| Data extracts |
//! Partial-failure tolerant multi-page fetches.
//!
//! The backend cannot search the full result set, so search and filter
//! options fetch several pages concurrently and aggregate them client-side.
//! A failed page contributes nothing; only a failure of every page is an
//! error.

use futures::future::join_all;

use crate::config::QuerySettings;
use crate::error::Result;
use crate::remote::{Filters, ListBackend, ListQuery, RawItem};

/// Which pages a fan-out requests.
#[derive(Debug, Clone, Copy, PartialEq, Eq)]
pub struct FanOutPolicy {
    /// Fixed page count used when the total is unknown
    pub pages: u32,
    /// Request every known page, up to `max_pages`
    pub use_known_total: bool,
    pub max_pages: u32,
}

impl Default for FanOutPolicy {
    fn default() -> Self {
        Self::from_settings(&QuerySettings::default())
    }
}

impl FanOutPolicy {
    pub fn from_settings(settings: &QuerySettings) -> Self {
        Self {
            pages: settings.search_pages.max(1),
            use_known_total: settings.search_all_known_pages,
            max_pages: settings.max_search_pages.max(1),
        }
    }

    /// Page numbers to request, always starting at 1 and never empty.
    pub fn pages_for(&self, known_total: Option<u32>) -> Vec<u32> {
        let last = match known_total {
            Some(total) if self.use_known_total => total.min(self.max_pages),
            _ => self.pages,
        };
        (1..=last.max(1)).collect()
    }
}

/// Aggregated outcome of a fan-out.
#[derive(Debug, Clone, Default, PartialEq)]
pub struct FanOutResult {
    /// Items of every successful page, in page order
    pub items: Vec<RawItem>,
    pub failed_pages: Vec<u32>,
    /// Largest page count reported by any successful page
    pub total_pages: Option<u32>,
}

/// Fetch `pages` of `resource` concurrently and flatten the successes.
///
/// Errors only when every requested page fails, returning the first failure.
pub async fn fetch_pages_tolerant<B: ListBackend>(
    backend: &B,
    resource: &str,
    filters: &Filters,
    search: &str,
    pages: &[u32],
) -> Result<FanOutResult> {
    let queries: Vec<ListQuery> = pages
        .iter()
        .map(|page| ListQuery::new(filters.clone(), *page).with_search(search))
        .collect();

    let responses = join_all(
        queries
            .iter()
            .map(|query| backend.fetch_page(resource, query)),
    )
    .await;

    let mut result = FanOutResult::default();
    let mut first_error = None;

    for (page, response) in pages.iter().zip(responses) {
        match response {
            Ok(raw) => {
                result.total_pages = Some(result.total_pages.unwrap_or(0).max(raw.total_pages));
                result.items.extend(raw.results);
            }
            Err(e) => {
                tracing::warn!(resource, page, error = %e, "page fetch failed, skipping");
                result.failed_pages.push(*page);
                if first_error.is_none() {
                    first_error = Some(e);
                }
            }
        }
    }

    if result.failed_pages.len() == pages.len()
        && let Some(e) = first_error
    {
        return Err(e);
    }

    Ok(result)
}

| What is required |
All entries are to be reproduced verbatim, with none omitted.

| Solution to the problem |
//! Partial-failure tolerant multi-page fetches.
//!
//! The backend cannot search the full result set, so search and filter
//! options fetch several pages concurrently and aggregate them client-side.
//! A failed page contributes nothing; only a failure of every page is an
//! error.

use futures::future::join_all;

use crate::config::QuerySettings;
use crate::error::Result;
use crate::remote::{Filters, ListBackend, ListQuery, RawItem};

/// Which pages a fan-out requests.
#[derive(Debug, Clone, Copy, PartialEq, Eq)]
pub struct FanOutPolicy {
    /// Fixed page count used when the total is unknown
    pub pages: u32,
    /// Request every known page, up to `max_pages`
    pub use_known_total: bool,
    pub max_pages: u32,
}

impl Default for FanOutPolicy {
    fn default() -> Self {
        Self::from_settings(&QuerySettings::default())
    }
}

impl FanOutPolicy {
    pub fn from_settings(settings: &QuerySettings) -> Self {
        Self {
            pages: settings.search_pages.max(1),
            use_known_total: settings.search_all_known_pages,
            max_pages: settings.max_search_pages.max(1),
        }
    }

    /// Page numbers to request, always starting at 1 and never empty.
    pub fn pages_for(&self, known_total: Option<u32>) -> Vec<u32> {
        let last = match known_total {
            Some(total) if self.use_known_total => total.min(self.max_pages),
            _ => self.pages,
        };
        (1..=last.max(1)).collect()
    }
}

/// Aggregated outcome of a fan-out.
#[derive(Debug, Clone, Default, PartialEq)]
pub struct FanOutResult {
    /// Items of every successful page, in page order
    pub items: Vec<RawItem>,
    pub failed_pages: Vec<u32>,
    /// Largest page count reported by any successful page
    pub total_pages: Option<u32>,
}

/// Fetch `pages` of `resource` concurrently and flatten the successes.
///
/// Errors only when every requested page fails, returning the first failure.
pub async fn fetch_pages_tolerant<B: ListBackend>(
    backend: &B,
    resource: &str,
    filters: &Filters,
    search: &str,
    pages: &[u32],
) -> Result<FanOutResult> {
    let queries: Vec<ListQuery> = pages
        .iter()
        .map(|page| ListQuery::new(filters.clone(), *page).with_search(search))
        .collect();

    let responses = join_all(
        queries
            .iter()
            .map(|query| backend.fetch_page(resource, query)),
    )
    .await;

    let mut result = FanOutResult::default();
    let mut first_error = None;

    for (page, response) in pages.iter().zip(responses) {
        match response {
            Ok(raw) => {
                result.total_pages = Some(result.total_pages.unwrap_or(0).max(raw.total_pages));
                result.items.extend(raw.results);
            }
            Err(e) => {
                tracing::warn!(resource, page, error = %e, "page fetch failed, skipping");
                result.failed_pages.push(*page);
                if first_error.is_none() {
                    first_error = Some(e);
                }
            }
        }
    }

    if result.failed_pages.len() == pages.len()
        && let Some(e) = first_error
    {
        return Err(e);
    }

    Ok(result)
}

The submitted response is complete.